[DATA RECORDS Boundary: Start]
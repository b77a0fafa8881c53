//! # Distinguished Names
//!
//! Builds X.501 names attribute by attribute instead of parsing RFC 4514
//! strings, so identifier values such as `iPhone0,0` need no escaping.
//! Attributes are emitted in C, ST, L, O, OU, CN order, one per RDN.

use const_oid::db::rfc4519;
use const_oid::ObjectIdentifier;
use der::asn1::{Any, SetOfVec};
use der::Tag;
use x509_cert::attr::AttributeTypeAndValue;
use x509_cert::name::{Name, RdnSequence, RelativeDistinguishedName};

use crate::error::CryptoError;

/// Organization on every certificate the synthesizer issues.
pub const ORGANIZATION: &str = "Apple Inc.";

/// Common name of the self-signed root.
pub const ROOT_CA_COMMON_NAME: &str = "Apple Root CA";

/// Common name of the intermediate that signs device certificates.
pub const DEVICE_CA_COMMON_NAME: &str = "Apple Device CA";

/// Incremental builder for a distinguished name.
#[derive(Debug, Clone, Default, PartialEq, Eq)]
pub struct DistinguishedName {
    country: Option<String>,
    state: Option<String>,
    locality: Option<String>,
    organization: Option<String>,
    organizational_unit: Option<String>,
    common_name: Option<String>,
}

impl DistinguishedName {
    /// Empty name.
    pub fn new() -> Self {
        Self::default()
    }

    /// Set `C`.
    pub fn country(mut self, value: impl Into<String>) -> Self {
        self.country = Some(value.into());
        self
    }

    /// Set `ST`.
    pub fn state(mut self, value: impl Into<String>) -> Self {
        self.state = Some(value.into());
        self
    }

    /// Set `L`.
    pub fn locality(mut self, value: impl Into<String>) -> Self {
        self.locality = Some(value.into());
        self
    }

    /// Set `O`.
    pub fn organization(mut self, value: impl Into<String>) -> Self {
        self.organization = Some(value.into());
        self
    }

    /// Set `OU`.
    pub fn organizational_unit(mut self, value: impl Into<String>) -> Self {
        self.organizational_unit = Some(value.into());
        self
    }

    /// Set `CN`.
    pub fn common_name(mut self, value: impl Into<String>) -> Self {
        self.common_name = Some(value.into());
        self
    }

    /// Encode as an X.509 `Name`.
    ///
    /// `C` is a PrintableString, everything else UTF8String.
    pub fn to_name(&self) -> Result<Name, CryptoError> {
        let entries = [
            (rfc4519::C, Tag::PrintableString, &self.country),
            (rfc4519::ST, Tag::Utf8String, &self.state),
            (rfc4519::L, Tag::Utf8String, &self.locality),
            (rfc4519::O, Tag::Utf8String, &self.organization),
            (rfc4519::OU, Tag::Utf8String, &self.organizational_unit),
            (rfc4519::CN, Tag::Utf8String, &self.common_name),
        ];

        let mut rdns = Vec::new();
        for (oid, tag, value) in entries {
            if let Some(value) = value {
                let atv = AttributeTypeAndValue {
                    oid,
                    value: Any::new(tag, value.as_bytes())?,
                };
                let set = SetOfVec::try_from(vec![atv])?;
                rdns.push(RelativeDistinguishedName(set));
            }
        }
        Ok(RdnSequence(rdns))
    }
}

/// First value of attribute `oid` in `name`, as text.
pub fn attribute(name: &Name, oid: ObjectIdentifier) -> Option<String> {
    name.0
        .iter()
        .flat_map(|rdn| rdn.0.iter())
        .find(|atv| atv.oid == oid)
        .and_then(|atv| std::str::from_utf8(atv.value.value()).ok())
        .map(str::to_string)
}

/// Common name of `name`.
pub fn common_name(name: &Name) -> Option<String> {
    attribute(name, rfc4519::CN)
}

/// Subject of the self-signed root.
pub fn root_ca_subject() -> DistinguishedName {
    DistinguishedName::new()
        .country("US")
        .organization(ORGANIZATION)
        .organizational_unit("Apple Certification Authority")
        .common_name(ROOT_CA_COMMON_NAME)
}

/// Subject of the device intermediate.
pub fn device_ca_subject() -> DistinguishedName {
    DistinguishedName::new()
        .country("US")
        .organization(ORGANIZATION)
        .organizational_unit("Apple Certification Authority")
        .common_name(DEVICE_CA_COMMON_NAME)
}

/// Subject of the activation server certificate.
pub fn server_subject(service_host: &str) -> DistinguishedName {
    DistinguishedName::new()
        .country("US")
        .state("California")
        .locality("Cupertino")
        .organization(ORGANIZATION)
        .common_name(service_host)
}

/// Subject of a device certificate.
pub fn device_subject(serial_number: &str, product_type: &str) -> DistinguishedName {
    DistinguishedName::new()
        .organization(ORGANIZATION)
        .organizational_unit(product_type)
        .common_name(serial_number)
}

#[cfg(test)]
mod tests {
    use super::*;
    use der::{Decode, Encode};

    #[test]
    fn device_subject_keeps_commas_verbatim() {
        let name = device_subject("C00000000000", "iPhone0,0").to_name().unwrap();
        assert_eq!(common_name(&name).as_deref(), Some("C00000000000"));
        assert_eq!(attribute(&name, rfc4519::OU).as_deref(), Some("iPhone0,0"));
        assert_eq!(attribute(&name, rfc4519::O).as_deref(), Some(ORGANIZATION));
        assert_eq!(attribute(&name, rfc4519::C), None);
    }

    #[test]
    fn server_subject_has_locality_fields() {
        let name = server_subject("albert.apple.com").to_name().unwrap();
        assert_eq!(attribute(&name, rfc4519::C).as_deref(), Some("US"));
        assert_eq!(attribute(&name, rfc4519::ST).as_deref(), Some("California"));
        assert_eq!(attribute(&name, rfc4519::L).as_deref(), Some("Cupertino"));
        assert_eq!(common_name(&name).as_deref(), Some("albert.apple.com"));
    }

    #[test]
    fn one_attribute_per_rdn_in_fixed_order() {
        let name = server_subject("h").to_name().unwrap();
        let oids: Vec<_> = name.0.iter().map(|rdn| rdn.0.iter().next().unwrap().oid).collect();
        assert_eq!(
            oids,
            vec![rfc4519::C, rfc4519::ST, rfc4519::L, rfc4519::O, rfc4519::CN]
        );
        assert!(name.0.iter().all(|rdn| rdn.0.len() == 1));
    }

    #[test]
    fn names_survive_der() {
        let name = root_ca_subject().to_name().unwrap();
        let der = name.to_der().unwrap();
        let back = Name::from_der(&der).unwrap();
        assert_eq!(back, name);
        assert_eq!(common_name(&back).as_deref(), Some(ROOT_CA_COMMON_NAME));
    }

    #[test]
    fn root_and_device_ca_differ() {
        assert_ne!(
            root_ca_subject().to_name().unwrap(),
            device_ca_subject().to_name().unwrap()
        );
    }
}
[DATA RECORDS Boundary: End]
> _WORK REQUIRED_
Determine which lines above include the word "entries", and report those lines in full.

> _WRITTEN RESPONSE_
        let entries = [
        for (oid, tag, value) in entries {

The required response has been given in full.